### Exercise description
Find the lines below that contain the string "chars". Copy each one.

------ Records to process

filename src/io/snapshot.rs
use serde::{Deserialize, Serialize};

use crate::model::{Notebook, Section, Session};

/// The transport form of a notebook: the whole tree plus the selection
/// path recorded as titles. Selection is re-resolved by title on
/// restore, so structural edits between save and load degrade to a
/// shallower selection instead of failing the load.
#[derive(Debug, Clone, Default, PartialEq, Eq, Serialize, Deserialize)]
#[serde(rename_all = "camelCase")]
pub struct Snapshot {
    pub all_sections: Vec<Section>,
    #[serde(default, skip_serializing_if = "Option::is_none")]
    pub selected_section_title: Option<String>,
    #[serde(default, skip_serializing_if = "Option::is_none")]
    pub selected_page_title: Option<String>,
    #[serde(default, skip_serializing_if = "Option::is_none")]
    pub selected_context_title: Option<String>,
}

/// Error type for snapshot encoding and decoding
#[derive(Debug, thiserror::Error)]
pub enum SnapshotError {
    #[error("invalid notebook data: {0}")]
    Parse(#[from] serde_json::Error),
    #[error("invalid notebook data: items in context '{0}' do not match its type")]
    KindMismatch(String),
}

pub fn capture(session: &Session) -> Snapshot {
    let (section, page, context) = session.selected_titles();
    Snapshot {
        all_sections: session.notebook.sections.clone(),
        selected_section_title: section,
        selected_page_title: page,
        selected_context_title: context,
    }
}

pub fn encode(snapshot: &Snapshot) -> Result<String, SnapshotError> {
    Ok(serde_json::to_string_pretty(snapshot)?)
}

/// Parse and validate a transport string. Beyond the JSON shape itself,
/// every context's items must match its declared type.
pub fn decode(text: &str) -> Result<Snapshot, SnapshotError> {
    let snapshot: Snapshot = serde_json::from_str(text)?;
    for section in &snapshot.all_sections {
        for page in &section.pages {
            for context in &page.contexts {
                if !context.items_match_kind() {
                    return Err(SnapshotError::KindMismatch(context.title.clone()));
                }
            }
        }
    }
    Ok(snapshot)
}

/// Replace the session's tree and selection with the snapshot's. Stale
/// selection titles truncate the stored path at the first missing level;
/// the usual cascade fills in below it.
pub fn restore(session: &mut Session, snapshot: Snapshot) {
    session.notebook = Notebook {
        sections: snapshot.all_sections,
    };
    session.select_by_titles(
        snapshot.selected_section_title.as_deref(),
        snapshot.selected_page_title.as_deref(),
        snapshot.selected_context_title.as_deref(),
    );
}

#[cfg(test)]
mod tests {
    use super::*;
    use crate::model::{Context, ContextKind, Item, Page};
    use pretty_assertions::assert_eq;

    fn sample_session() -> Session {
        let mut quests = Page::new("Quests");
        let mut main = Context::new("Main", ContextKind::Todo);
        main.items.push(Item::todo("Reach High Hrothgar"));
        quests.contexts.push(main);
        quests.contexts.push(Context::new("Side", ContextKind::Todo));

        let mut skyrim = Section::new("Skyrim");
        skyrim.pages.push(quests);
        skyrim.pages.push(Page::new("Builds"));

        let mut nb = Notebook::new();
        nb.sections.push(skyrim);
        nb.sections.push(Section::new("Halo"));
        Session::new(nb)
    }

    #[test]
    fn capture_records_tree_and_selection() {
        let mut session = sample_session();
        session.select_section(0);
        session.select_context(1);
        let snapshot = capture(&session);
        assert_eq!(snapshot.all_sections.len(), 2);
        assert_eq!(snapshot.selected_section_title.as_deref(), Some("Skyrim"));
        assert_eq!(snapshot.selected_page_title.as_deref(), Some("Quests"));
        assert_eq!(snapshot.selected_context_title.as_deref(), Some("Side"));
    }

    #[test]
    fn encode_uses_camel_case_and_omits_empty_selection() {
        let session = sample_session();
        let text = encode(&capture(&session)).unwrap();
        assert!(text.contains("\"allSections\""));
        assert!(!text.contains("selectedSectionTitle"));
    }

    #[test]
    fn decode_accepts_a_minimal_payload() {
        let snapshot = decode(r#"{"allSections":[]}"#).unwrap();
        assert!(snapshot.all_sections.is_empty());
        assert_eq!(snapshot.selected_section_title, None);
    }

    #[test]
    fn decode_rejects_items_that_contradict_the_context_type() {
        let text = r#"{
            "allSections": [{
                "title": "S",
                "pages": [{
                    "title": "P",
                    "contexts": [{
                        "title": "Chores",
                        "type": "todo",
                        "items": [{"title": "no done flag"}]
                    }]
                }]
            }]
        }"#;
        let err = decode(text).unwrap_err();
        assert!(err.to_string().contains("Chores"));
    }

    #[test]
    fn decode_rejects_garbage() {
        let err = decode("definitely not json").unwrap_err();
        assert!(err.to_string().starts_with("invalid notebook data"));
    }

    #[test]
    fn selection_survives_a_round_trip() {
        let mut session = sample_session();
        session.select_section(0);
        session.select_page(1);
        let text = encode(&capture(&session)).unwrap();

        let mut fresh = Session::new(Notebook::new());
        restore(&mut fresh, decode(&text).unwrap());
        assert_eq!(
            fresh.selected_titles(),
            (Some("Skyrim".into()), Some("Builds".into()), None)
        );
    }

    #[test]
    fn restore_truncates_stale_titles() {
        let mut session = sample_session();
        let mut snapshot = capture(&session);
        snapshot.selected_section_title = Some("skyrim".into());
        snapshot.selected_page_title = Some("Renamed Away".into());
        snapshot.selected_context_title = Some("Side".into());

        restore(&mut session, snapshot);
        // the stale page title falls back to the cascade; the stored
        // context below it is ignored
        assert_eq!(
            session.selected_titles(),
            (Some("Skyrim".into()), Some("Quests".into()), Some("Main".into()))
        );
    }
}
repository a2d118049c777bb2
pub mod commands;
pub mod handlers;
pub mod output;
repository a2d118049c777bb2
use unicode_segmentation::UnicodeSegmentation;

/// A single-line text editor for the search box and modal prompts.
///
/// The cursor is a byte offset that always sits on a grapheme boundary,
/// so arrow keys and backspace treat multi-codepoint characters as one
/// unit.
#[derive(Debug, Clone, Default)]
pub struct InputState {
    text: String,
    cursor: usize,
}

impl InputState {
    pub fn new() -> InputState {
        InputState::default()
    }

    pub fn with_text(text: impl Into<String>) -> InputState {
        let text = text.into();
        let cursor = text.len();
        InputState { text, cursor }
    }

    pub fn text(&self) -> &str {
        &self.text
    }

    pub fn is_empty(&self) -> bool {
        self.text.is_empty()
    }

    /// The text split at the cursor, for rendering
    pub fn split_at_cursor(&self) -> (&str, &str) {
        self.text.split_at(self.cursor)
    }

    pub fn insert_char(&mut self, c: char) {
        self.text.insert(self.cursor, c);
        self.cursor += c.len_utf8();
    }

    pub fn insert_str(&mut self, s: &str) {
        self.text.insert_str(self.cursor, s);
        self.cursor += s.len();
    }

    pub fn backspace(&mut self) {
        let start = self.prev_boundary();
        if start < self.cursor {
            self.text.replace_range(start..self.cursor, "");
            self.cursor = start;
        }
    }

    pub fn delete(&mut self) {
        let end = self.next_boundary();
        if end > self.cursor {
            self.text.replace_range(self.cursor..end, "");
        }
    }

    pub fn left(&mut self) {
        self.cursor = self.prev_boundary();
    }

    pub fn right(&mut self) {
        self.cursor = self.next_boundary();
    }

    pub fn home(&mut self) {
        self.cursor = 0;
    }

    pub fn end(&mut self) {
        self.cursor = self.text.len();
    }

    pub fn clear(&mut self) {
        self.text.clear();
        self.cursor = 0;
    }

    fn prev_boundary(&self) -> usize {
        self.text[..self.cursor]
            .grapheme_indices(true)
            .last()
            .map(|(i, _)| i)
            .unwrap_or(0)
    }

    fn next_boundary(&self) -> usize {
        self.text[self.cursor..]
            .graphemes(true)
            .next()
            .map(|g| self.cursor + g.len())
            .unwrap_or(self.text.len())
    }
}

#[cfg(test)]
mod tests {
    use super::*;
    use pretty_assertions::assert_eq;

    #[test]
    fn typing_and_backspace() {
        let mut input = InputState::new();
        for c in "ns Games".chars() {
            input.insert_char(c);
        }
        assert_eq!(input.text(), "ns Games");
        input.backspace();
        assert_eq!(input.text(), "ns Game");
    }

    #[test]
    fn backspace_removes_a_whole_grapheme() {
        // e + combining acute is one grapheme, two chars
        let mut input = InputState::with_text("cafe\u{301}");
        input.backspace();
        assert_eq!(input.text(), "caf");
    }

    #[test]
    fn arrows_step_over_graphemes() {
        let mut input = InputState::with_text("a\u{1F5C2}b"); // a, 🗂 (4 bytes), b
        input.left();
        input.left();
        input.insert_char('x');
        assert_eq!(input.text(), "ax\u{1F5C2}b");
    }

    #[test]
    fn delete_removes_forward() {
        let mut input = InputState::with_text("abc");
        input.home();
        input.delete();
        assert_eq!(input.text(), "bc");
        input.end();
        input.delete();
        assert_eq!(input.text(), "bc");
    }

    #[test]
    fn insert_in_the_middle() {
        let mut input = InputState::with_text("nsGames");
        input.home();
        input.right();
        input.right();
        input.insert_char(' ');
        assert_eq!(input.text(), "ns Games");
        let (before, after) = input.split_at_cursor();
        assert_eq!(before, "ns ");
        assert_eq!(after, "Games");
    }

    #[test]
    fn edges_are_safe() {
        let mut input = InputState::new();
        input.backspace();
        input.delete();
        input.left();
        input.right();
        assert_eq!(input.text(), "");
    }
}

------------

### Completed task
        for c in "ns Games".chars() {
        // e + combining acute is one grapheme, two chars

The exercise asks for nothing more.